I recommend one of the following changes.

Solution 1: allow the use of environment variables in the update-config.py script:

from os import environ

...

    if platform.system() == "Linux":
        ....
        options["MSFVENOM_PATH"] = environ.get("MSFVENOM_PATH", "/usr/local/bin/")

Solution 2: Proactively search for "msfvenom" in the path by making subprocess call to "where" or by using "shutil.which".

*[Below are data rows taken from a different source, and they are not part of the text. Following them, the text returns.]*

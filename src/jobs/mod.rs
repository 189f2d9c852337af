use std::sync::atomic::{AtomicU64, Ordering};
use std::sync::{Condvar, Mutex};

use tracing::warn;

use crate::vfs::{FileHandle, VfsError, VfsResult};

pub mod delete;
pub mod pack;
pub mod transfer;
pub mod unpack;

/// Lifecycle of a job. Transitions are one-directional except
/// `Running` <-> `Paused`; once `Finished` or `Interrupted` nothing runs.
#[derive(Debug, Clone, Copy, PartialEq, Eq)]
pub enum JobState {
    NotStarted,
    Running,
    Paused,
    Finished,
    Interrupted,
}

/// Shared stop/pause switch between a job's worker thread and its owner.
///
/// Cancellation is cooperative: the worker polls [`JobControl::checkpoint`]
/// before each filesystem entry and around each retryable call, so a stop
/// request takes effect at the next checkpoint, never mid-syscall.
pub struct JobControl {
    state: Mutex<JobState>,
    cond: Condvar,
}

impl Default for JobControl {
    fn default() -> Self {
        Self::new()
    }
}

impl JobControl {
    pub fn new() -> Self {
        Self {
            state: Mutex::new(JobState::NotStarted),
            cond: Condvar::new(),
        }
    }

    fn lock(&self) -> std::sync::MutexGuard<'_, JobState> {
        self.state.lock().unwrap_or_else(|e| e.into_inner())
    }

    pub fn state(&self) -> JobState {
        *self.lock()
    }

    pub(crate) fn mark_running(&self) {
        let mut state = self.lock();
        if *state == JobState::NotStarted {
            *state = JobState::Running;
        }
    }

    pub(crate) fn mark_finished(&self) {
        let mut state = self.lock();
        if matches!(*state, JobState::Running | JobState::Paused) {
            *state = JobState::Finished;
            self.cond.notify_all();
        }
    }

    /// Requests a pause; the worker parks at its next checkpoint.
    pub fn pause(&self) {
        let mut state = self.lock();
        if *state == JobState::Running {
            *state = JobState::Paused;
        }
    }

    pub fn resume(&self) {
        let mut state = self.lock();
        if *state == JobState::Paused {
            *state = JobState::Running;
            self.cond.notify_all();
        }
    }

    /// Requests a stop; observed at the worker's next checkpoint. Terminal.
    pub fn interrupt(&self) {
        let mut state = self.lock();
        if !matches!(*state, JobState::Finished) {
            *state = JobState::Interrupted;
            self.cond.notify_all();
        }
    }

    /// Worker-side poll point: blocks while paused, returns `false` once the
    /// job is interrupted.
    pub fn checkpoint(&self) -> bool {
        let mut state = self.lock();
        while *state == JobState::Paused {
            state = self
                .cond
                .wait(state)
                .unwrap_or_else(|e| e.into_inner());
        }
        matches!(*state, JobState::Running | JobState::NotStarted)
    }

    pub fn is_interrupted(&self) -> bool {
        self.state() == JobState::Interrupted
    }
}

/// A file-level failure kept for the job's final report.
#[derive(Debug, Clone)]
pub struct JobFailure {
    pub location: String,
    pub message: String,
}

/// Progress surface polled by a UI timer while the worker mutates it.
///
/// Reads are individually consistent but not mutually: a poll may pair a
/// fresh byte count with a stale filename. That is fine for a progress
/// display.
pub struct JobProgress {
    total_bytes: AtomicU64,
    processed_bytes: AtomicU64,
    total_files: AtomicU64,
    processed_files: AtomicU64,
    current_file_total: AtomicU64,
    current_file_bytes: AtomicU64,
    current_filename: Mutex<String>,
    status: Mutex<String>,
    failures: Mutex<Vec<JobFailure>>,
}

impl Default for JobProgress {
    fn default() -> Self {
        Self::new()
    }
}

impl JobProgress {
    pub fn new() -> Self {
        Self {
            total_bytes: AtomicU64::new(0),
            processed_bytes: AtomicU64::new(0),
            total_files: AtomicU64::new(0),
            processed_files: AtomicU64::new(0),
            current_file_total: AtomicU64::new(0),
            current_file_bytes: AtomicU64::new(0),
            current_filename: Mutex::new(String::new()),
            status: Mutex::new(String::new()),
            failures: Mutex::new(Vec::new()),
        }
    }

    pub fn total_percent_done(&self) -> f64 {
        let total = self.total_bytes.load(Ordering::Relaxed);
        if total == 0 {
            let files = self.total_files.load(Ordering::Relaxed);
            if files == 0 {
                return 0.0;
            }
            return self.processed_files.load(Ordering::Relaxed) as f64 * 100.0 / files as f64;
        }
        self.processed_bytes.load(Ordering::Relaxed) as f64 * 100.0 / total as f64
    }

    pub fn file_percent_done(&self) -> f64 {
        let total = self.current_file_total.load(Ordering::Relaxed);
        if total == 0 {
            return 0.0;
        }
        self.current_file_bytes.load(Ordering::Relaxed) as f64 * 100.0 / total as f64
    }

    pub fn total_bytes_processed(&self) -> u64 {
        self.processed_bytes.load(Ordering::Relaxed)
    }

    pub fn total_files_processed(&self) -> u64 {
        self.processed_files.load(Ordering::Relaxed)
    }

    pub fn current_filename(&self) -> String {
        self.lock_str(&self.current_filename).clone()
    }

    pub fn status_string(&self) -> String {
        self.lock_str(&self.status).clone()
    }

    /// File-level failures accumulated so far; the job's final report.
    pub fn failures(&self) -> Vec<JobFailure> {
        self.failures
            .lock()
            .unwrap_or_else(|e| e.into_inner())
            .clone()
    }

    fn lock_str<'a>(&self, field: &'a Mutex<String>) -> std::sync::MutexGuard<'a, String> {
        field.lock().unwrap_or_else(|e| e.into_inner())
    }

    pub(crate) fn set_totals(&self, bytes: u64, files: u64) {
        self.total_bytes.store(bytes, Ordering::Relaxed);
        self.total_files.store(files, Ordering::Relaxed);
    }

    pub(crate) fn start_file(&self, name: &str, size: u64) {
        *self.lock_str(&self.current_filename) = name.to_string();
        self.current_file_total.store(size, Ordering::Relaxed);
        self.current_file_bytes.store(0, Ordering::Relaxed);
    }

    pub(crate) fn add_bytes(&self, n: u64) {
        self.current_file_bytes.fetch_add(n, Ordering::Relaxed);
        self.processed_bytes.fetch_add(n, Ordering::Relaxed);
    }

    pub(crate) fn count_bytes_skipped(&self, n: u64) {
        self.processed_bytes.fetch_add(n, Ordering::Relaxed);
    }

    /// Backs out bytes counted during a failed attempt so a retry does not
    /// double-count.
    pub(crate) fn rollback_bytes(&self, n: u64) {
        self.current_file_bytes.fetch_sub(n, Ordering::Relaxed);
        self.processed_bytes.fetch_sub(n, Ordering::Relaxed);
    }

    pub(crate) fn file_done(&self) {
        self.processed_files.fetch_add(1, Ordering::Relaxed);
    }

    pub(crate) fn set_status(&self, status: String) {
        *self.lock_str(&self.status) = status;
    }

    pub(crate) fn record_failure(&self, location: String, message: String) {
        warn!(%location, %message, "file-level failure");
        self.failures
            .lock()
            .unwrap_or_else(|e| e.into_inner())
            .push(JobFailure { location, message });
    }
}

Solution 3: Add command line args to pass in the msfvenom path>

Of the three, I recommend the first. I would also recommend implementing the changes for other config values like METASPLOIT_PATH. If this is of interest to the project, I can make a PR. In that case, please let me know of any gotchas/pitfalls/expected problems you're aware of.

[ChrisTruncer]

Hi, you're correct at the moment there really isn't a way to have it fully automated on a non-kali system. Personally, I would prefer if this is added in (which I am fine with) to have it done so via a command line argument vs. an environmental variable. From a scripting perspective, I think that might be the easiest method. I'd be happy to see a pull request with that capability. I would imagine the logic would be if not on kali, check if the cli argument is present, if so use that as the msfvenom path, otherwise prompt.